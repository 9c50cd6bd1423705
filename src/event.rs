// Copyright 2024 FastLabs Developers
//
// Licensed under the Apache License, Version 2.0 (the "License");
// you may not use this file except in compliance with the License.
// You may obtain a copy of the License at
//
//     http://www.apache.org/licenses/LICENSE-2.0
//
// Unless required by applicable law or agreed to in writing, software
// distributed under the License is distributed on an "AS IS" BASIS,
// WITHOUT WARRANTIES OR CONDITIONS OF ANY KIND, either express or implied.
// See the License for the specific language governing permissions and
// limitations under the License.

//! Log events and their error payloads.

use std::error::Error as StdError;
use std::sync::Arc;

use jiff::Timestamp;

use crate::level::Level;

/// The error attached to a log event, if any.
///
/// An error either carries a stack of lines (the first line conventionally
/// `"<ErrorName>: <message>"`), or only a name and a message. Layouts render the
/// two shapes differently.
#[derive(Debug, Clone, PartialEq, Eq)]
pub enum ErrorPayload {
    /// A real error with an ordered stack of lines.
    Stack {
        /// The error message.
        message: String,
        /// The stack lines, outermost first.
        stack: Vec<String>,
    },
    /// A value that only looks like an error: a name and a message, no stack.
    Named {
        /// The error name, e.g. the error type.
        name: String,
        /// The error message.
        message: String,
    },
}

impl ErrorPayload {
    /// Create a payload from a message and explicit stack lines.
    ///
    /// Entries containing newlines are split so that the stack holds one line per entry. An
    /// empty stack becomes the single line `"Error: <message>"`.
    pub fn stack(message: impl Into<String>, stack: impl IntoIterator<Item = impl Into<String>>) -> Self {
        let message = message.into();
        let mut lines = vec![];
        for entry in stack {
            let entry: String = entry.into();
            push_lines(&mut lines, &entry);
        }
        if lines.is_empty() {
            push_lines(&mut lines, &format!("Error: {message}"));
        }
        ErrorPayload::Stack {
            message,
            stack: lines,
        }
    }

    /// Create a payload that only has a name and a message.
    pub fn named(name: impl Into<String>, message: impl Into<String>) -> Self {
        ErrorPayload::Named {
            name: name.into(),
            message: message.into(),
        }
    }

    /// Capture a Rust error.
    ///
    /// The first stack line is `"<TypeName>: <message>"`, followed by one indented line per
    /// error in the [`source`](StdError::source) chain.
    ///
    /// # Examples
    ///
    /// ```
    /// use logtrellis::ErrorPayload;
    ///
    /// let err = std::io::Error::other("disk on fire");
    /// let payload = ErrorPayload::from_error(&err);
    /// assert_eq!(payload.stack_lines(), Some(&["Error: disk on fire".to_string()][..]));
    /// ```
    pub fn from_error<E: StdError + ?Sized>(err: &E) -> Self {
        Self::from_chain(short_type_name::<E>(), err.to_string(), err.source())
    }

    fn from_chain(name: &str, message: String, mut source: Option<&dyn StdError>) -> Self {
        let mut stack = vec![];
        push_lines(&mut stack, &format!("{name}: {message}"));
        while let Some(err) = source {
            push_lines(&mut stack, &format!("    caused by: {err}"));
            source = err.source();
        }
        ErrorPayload::Stack { message, stack }
    }

    /// The error message.
    pub fn message(&self) -> &str {
        match self {
            ErrorPayload::Stack { message, .. } => message,
            ErrorPayload::Named { message, .. } => message,
        }
    }

    /// The stack lines, if this is a real error.
    pub fn stack_lines(&self) -> Option<&[String]> {
        match self {
            ErrorPayload::Stack { stack, .. } => Some(stack),
            ErrorPayload::Named { .. } => None,
        }
    }
}

impl From<&anyhow::Error> for ErrorPayload {
    fn from(err: &anyhow::Error) -> Self {
        let root: &(dyn StdError + 'static) = err.as_ref();
        Self::from_chain("Error", root.to_string(), root.source())
    }
}

impl From<anyhow::Error> for ErrorPayload {
    fn from(err: anyhow::Error) -> Self {
        ErrorPayload::from(&err)
    }
}

impl From<std::io::Error> for ErrorPayload {
    fn from(err: std::io::Error) -> Self {
        ErrorPayload::from_error(&err)
    }
}

// one stack entry per line, whatever the error's Display emits
fn push_lines(stack: &mut Vec<String>, text: &str) {
    stack.extend(text.lines().map(str::to_string));
}

fn short_type_name<E: ?Sized>() -> &'static str {
    let name = std::any::type_name::<E>();
    let base = name.split('<').next().unwrap_or(name);
    base.rsplit("::").next().unwrap_or(base)
}

/// An immutable value produced once per log call.
///
/// Events are handed by reference to listeners and appenders.
#[derive(Debug, Clone, PartialEq)]
pub struct Event {
    category: Arc<str>,
    level: Level,
    message: String,
    error: Option<ErrorPayload>,
    start_time: Timestamp,
}

impl Event {
    /// Create a new [`EventBuilder`].
    pub fn builder() -> EventBuilder {
        EventBuilder::default()
    }

    /// The category of the logger that produced this event.
    pub fn category(&self) -> &str {
        &self.category
    }

    /// The severity of this event.
    pub fn level(&self) -> Level {
        self.level
    }

    /// The message body.
    pub fn message(&self) -> &str {
        &self.message
    }

    /// The attached error, if any.
    pub fn error(&self) -> Option<&ErrorPayload> {
        self.error.as_ref()
    }

    /// The time the event was created.
    pub fn start_time(&self) -> Timestamp {
        self.start_time
    }
}

/// Builder for [`Event`].
#[derive(Debug)]
pub struct EventBuilder {
    event: Event,
}

impl Default for EventBuilder {
    fn default() -> Self {
        EventBuilder {
            event: Event {
                category: Arc::from("default"),
                level: Level::Info,
                message: String::new(),
                error: None,
                start_time: Timestamp::now(),
            },
        }
    }
}

impl EventBuilder {
    /// Set [`category`](Event::category).
    pub fn category(mut self, category: impl Into<Arc<str>>) -> Self {
        self.event.category = category.into();
        self
    }

    /// Set [`level`](Event::level).
    pub fn level(mut self, level: Level) -> Self {
        self.event.level = level;
        self
    }

    /// Set [`message`](Event::message).
    pub fn message(mut self, message: impl Into<String>) -> Self {
        self.event.message = message.into();
        self
    }

    /// Set [`error`](Event::error).
    pub fn error(mut self, error: Option<ErrorPayload>) -> Self {
        self.event.error = error;
        self
    }

    /// Set [`start_time`](Event::start_time).
    pub fn start_time(mut self, start_time: Timestamp) -> Self {
        self.event.start_time = start_time;
        self
    }

    /// Invoke the builder and return an `Event`.
    pub fn build(self) -> Event {
        self.event
    }
}

#[cfg(test)]
mod tests {
    use std::fmt;

    use super::*;

    #[derive(Debug)]
    struct Outer(std::io::Error);

    impl fmt::Display for Outer {
        fn fmt(&self, f: &mut fmt::Formatter<'_>) -> fmt::Result {
            f.write_str("failed to load cheese")
        }
    }

    impl StdError for Outer {
        fn source(&self) -> Option<&(dyn StdError + 'static)> {
            Some(&self.0)
        }
    }

    #[test]
    fn test_from_error_walks_the_source_chain() {
        let err = Outer(std::io::Error::other("gorgonzola smells"));
        let payload = ErrorPayload::from_error(&err);
        assert_eq!(payload.message(), "failed to load cheese");
        assert_eq!(
            payload.stack_lines().unwrap(),
            &[
                "Outer: failed to load cheese".to_string(),
                "    caused by: gorgonzola smells".to_string(),
            ]
        );
    }

    #[test]
    fn test_from_anyhow_uses_context_chain() {
        let err = anyhow::anyhow!("root cause").context("outer context");
        let payload = ErrorPayload::from(&err);
        assert_eq!(payload.message(), "outer context");
        assert_eq!(
            payload.stack_lines().unwrap(),
            &[
                "Error: outer context".to_string(),
                "    caused by: root cause".to_string(),
            ]
        );
    }

    #[test]
    fn test_multiline_messages_become_separate_stack_lines() {
        let err = std::io::Error::other("line one\nline two");
        let payload = ErrorPayload::from_error(&err);
        assert_eq!(payload.message(), "line one\nline two");
        assert_eq!(
            payload.stack_lines().unwrap(),
            &["Error: line one".to_string(), "line two".to_string()]
        );

        let payload = ErrorPayload::stack("boom", ["Error: boom\n    at a", "    at b"]);
        assert_eq!(payload.stack_lines().unwrap().len(), 3);
    }

    #[test]
    fn test_empty_stack_falls_back_to_message() {
        let payload = ErrorPayload::stack("Some made-up error", Vec::<String>::new());
        assert_eq!(
            payload.stack_lines().unwrap(),
            &["Error: Some made-up error".to_string()]
        );
    }

    #[test]
    fn test_named_payload_has_no_stack() {
        let payload = ErrorPayload::named("Cheese", "Gorgonzola smells.");
        assert_eq!(payload.message(), "Gorgonzola smells.");
        assert!(payload.stack_lines().is_none());
    }

    #[test]
    fn test_builder_defaults_and_overrides() {
        let ts: Timestamp = "2010-01-11T14:31:30.005Z".parse().unwrap();
        let event = Event::builder()
            .category("tests")
            .level(Level::Debug)
            .message("this is a test")
            .start_time(ts)
            .build();
        assert_eq!(event.category(), "tests");
        assert_eq!(event.level(), Level::Debug);
        assert_eq!(event.message(), "this is a test");
        assert_eq!(event.start_time(), ts);
        assert!(event.error().is_none());

        let event = Event::builder().build();
        assert_eq!(event.category(), "default");
        assert_eq!(event.level(), Level::Info);
    }
}
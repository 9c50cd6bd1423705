// Copyright 2024 FastLabs Developers
//
// Licensed under the Apache License, Version 2.0 (the "License");
// you may not use this file except in compliance with the License.
// You may obtain a copy of the License at
//
//     http://www.apache.org/licenses/LICENSE-2.0
//
// Unless required by applicable law or agreed to in writing, software
// distributed under the License is distributed on an "AS IS" BASIS,
// WITHOUT WARRANTIES OR CONDITIONS OF ANY KIND, either express or implied.
// See the License for the specific language governing permissions and
// limitations under the License.

//! Records of the `log` crate reach the default context.

use std::sync::Arc;
use std::sync::Mutex;

use logtrellis::Level;
use logtrellis::append::CustomAppend;

#[test]
fn test_log_crate_records_are_routed_by_target() {
    logtrellis::bridge::setup_log_crate();

    let seen = Arc::new(Mutex::new(Vec::new()));
    let sink = seen.clone();
    logtrellis::add_appender(
        CustomAppend::new(move |event| {
            sink.lock()
                .unwrap()
                .push((event.level(), event.message().to_string()))
        }),
        "bridge",
    );
    logtrellis::get_logger("bridge").set_min_level(Level::Info);

    log::debug!(target: "bridge", "below the category level");
    log::info!(target: "bridge", "answer is {}", 42);
    log::error!(target: "bridge", "something broke");
    log::warn!(target: "elsewhere", "not routed to this appender");
    log::Log::flush(log::logger());

    assert_eq!(
        *seen.lock().unwrap(),
        vec![
            (Level::Info, "answer is 42".to_string()),
            (Level::Error, "something broke".to_string()),
        ]
    );
    assert!(!log::log_enabled!(target: "bridge", log::Level::Debug));
    assert!(log::log_enabled!(target: "bridge", log::Level::Warn));
}
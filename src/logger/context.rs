// Copyright 2024 FastLabs Developers
//
// Licensed under the Apache License, Version 2.0 (the "License");
// you may not use this file except in compliance with the License.
// You may obtain a copy of the License at
//
//     http://www.apache.org/licenses/LICENSE-2.0
//
// Unless required by applicable law or agreed to in writing, software
// distributed under the License is distributed on an "AS IS" BASIS,
// WITHOUT WARRANTIES OR CONDITIONS OF ANY KIND, either express or implied.
// See the License for the specific language governing permissions and
// limitations under the License.

use std::collections::HashMap;
use std::sync::Arc;
use std::sync::LazyLock;
use std::sync::Mutex;

use crate::Append;
use crate::Error;
use crate::Level;
use crate::logger::AppenderRegistry;
use crate::logger::Categories;
use crate::logger::Logger;

/// An explicitly owned logging setup: one appender registry and the loggers bound to it.
///
/// Loggers are created lazily on first request and cached by category for the lifetime of the
/// context; asking twice for the same category returns the same logger.
///
/// The crate-level functions ([`get_logger`](crate::get_logger),
/// [`add_appender`](crate::add_appender), ...) operate on a process-wide default context.
/// Construct a fresh context where isolation matters, e.g. one per test.
///
/// # Examples
///
/// ```
/// use logtrellis::LoggerContext;
/// use logtrellis::append::Console;
///
/// let context = LoggerContext::new();
/// context.add_appender(Console::default(), "tests");
/// context.get_logger("tests").info("hello");
/// ```
#[derive(Debug)]
pub struct LoggerContext {
    registry: Arc<AppenderRegistry>,
    loggers: Mutex<HashMap<String, Arc<Logger>>>,
    default_level: Level,
}

impl Default for LoggerContext {
    fn default() -> Self {
        Self::new()
    }
}

impl LoggerContext {
    /// Create a context with an empty [`AppenderRegistry`].
    pub fn new() -> Self {
        Self::with_registry(AppenderRegistry::new())
    }

    /// Create a context around an existing registry.
    pub fn with_registry(registry: AppenderRegistry) -> Self {
        Self {
            registry: Arc::new(registry),
            loggers: Mutex::new(HashMap::new()),
            default_level: Level::Trace,
        }
    }

    /// Set the level that newly created loggers start with.
    ///
    /// Default to [`Level::Trace`]. Loggers that already exist keep their level.
    pub fn default_level(mut self, level: Level) -> Self {
        self.default_level = level;
        self
    }

    /// Return the logger for `category`, creating it on first request.
    pub fn get_logger(&self, category: &str) -> Arc<Logger> {
        let mut loggers = self.loggers.lock().unwrap_or_else(|e| e.into_inner());
        if let Some(logger) = loggers.get(category) {
            return logger.clone();
        }

        let logger = Arc::new(Logger::new(
            category,
            self.default_level,
            self.registry.clone(),
        ));
        loggers.insert(category.to_string(), logger.clone());
        logger
    }

    /// The appender registry of this context.
    pub fn registry(&self) -> &AppenderRegistry {
        &self.registry
    }

    /// Register an appender. See [`AppenderRegistry::add_appender`].
    pub fn add_appender(
        &self,
        append: impl Into<Box<dyn Append>>,
        categories: impl Into<Categories>,
    ) {
        self.registry.add_appender(append, categories);
    }

    /// Remove every registered appender. See [`AppenderRegistry::clear_appenders`].
    pub fn clear_appenders(&self) {
        self.registry.clear_appenders();
    }

    /// Flush every registered appender. See [`AppenderRegistry::flush`].
    pub fn flush(&self) -> Result<(), Error> {
        self.registry.flush()
    }

    /// Load a JSON descriptor from `path` and apply it to this context.
    ///
    /// See [`Config`](crate::config::Config) for the descriptor format.
    #[cfg(feature = "config")]
    pub fn configure(&self, path: impl AsRef<std::path::Path>) -> Result<(), Error> {
        crate::config::Config::from_path(path)?.apply(self)
    }
}

static DEFAULT_CONTEXT: LazyLock<LoggerContext> = LazyLock::new(LoggerContext::new);

/// Return the process-wide default [`LoggerContext`].
pub fn default_context() -> &'static LoggerContext {
    &DEFAULT_CONTEXT
}

#[cfg(test)]
mod tests {
    use super::*;

    #[test]
    fn test_loggers_are_cached_by_category() {
        let context = LoggerContext::new();
        let a = context.get_logger("tests");
        let b = context.get_logger("tests");
        let c = context.get_logger("cheese");

        assert!(Arc::ptr_eq(&a, &b));
        assert!(!Arc::ptr_eq(&a, &c));
        assert_eq!(a.category(), "tests");
        assert_eq!(c.category(), "cheese");

        a.set_min_level(Level::Warn);
        assert_eq!(context.get_logger("tests").level(), Level::Warn);
    }

    #[test]
    fn test_new_loggers_use_default_level() {
        let context = LoggerContext::new();
        assert_eq!(context.get_logger("tests").level(), Level::Trace);

        let context = LoggerContext::new().default_level(Level::Info);
        assert_eq!(context.get_logger("tests").level(), Level::Info);
    }
}
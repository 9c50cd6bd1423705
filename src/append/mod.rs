// Copyright 2024 FastLabs Developers
//
// Licensed under the Apache License, Version 2.0 (the "License");
// you may not use this file except in compliance with the License.
// You may obtain a copy of the License at
//
//     http://www.apache.org/licenses/LICENSE-2.0
//
// Unless required by applicable law or agreed to in writing, software
// distributed under the License is distributed on an "AS IS" BASIS,
// WITHOUT WARRANTIES OR CONDITIONS OF ANY KIND, either express or implied.
// See the License for the specific language governing permissions and
// limitations under the License.

//! Appenders: sinks that receive log events and perform an effect.

use std::fmt;
use std::sync::Arc;

use crate::Error;
use crate::event::Event;

mod console;
mod custom;
mod file;
mod filter;

pub use self::console::Console;
pub use self::custom::CustomAppend;
pub use self::file::FileAppender;
pub use self::file::FileAppenderBuilder;
pub use self::file::file_appender;
pub use self::filter::LogLevelFilter;
pub use self::filter::log_level_filter;

/// An appender that can process log events.
pub trait Append: fmt::Debug + Send + Sync + 'static {
    /// Dispatch a log event to the append target.
    ///
    /// This must not block on I/O that the appender queues for later.
    fn append(&self, event: &Event) -> Result<(), Error>;

    /// Flush any buffered events.
    ///
    /// Default to a no-op.
    fn flush(&self) -> Result<(), Error> {
        Ok(())
    }
}

impl<T: Append> From<T> for Box<dyn Append> {
    fn from(value: T) -> Self {
        Box::new(value)
    }
}

/// A shared appender, so that one instance can be registered more than once.
impl<T: Append + ?Sized> Append for Arc<T> {
    fn append(&self, event: &Event) -> Result<(), Error> {
        (**self).append(event)
    }

    fn flush(&self) -> Result<(), Error> {
        (**self).flush()
    }
}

..............................

__EXERCISE GOAL__
Search the records for the word "static" and copy every line where it occurs.

__RESULT__
        let root: &(dyn StdError + 'static) = err.as_ref();
fn short_type_name<E: ?Sized>() -> &'static str {
        fn source(&self) -> Option<&(dyn StdError + 'static)> {
static DEFAULT_CONTEXT: LazyLock<LoggerContext> = LazyLock::new(LoggerContext::new);
pub fn default_context() -> &'static LoggerContext {
pub trait Append: fmt::Debug + Send + Sync + 'static {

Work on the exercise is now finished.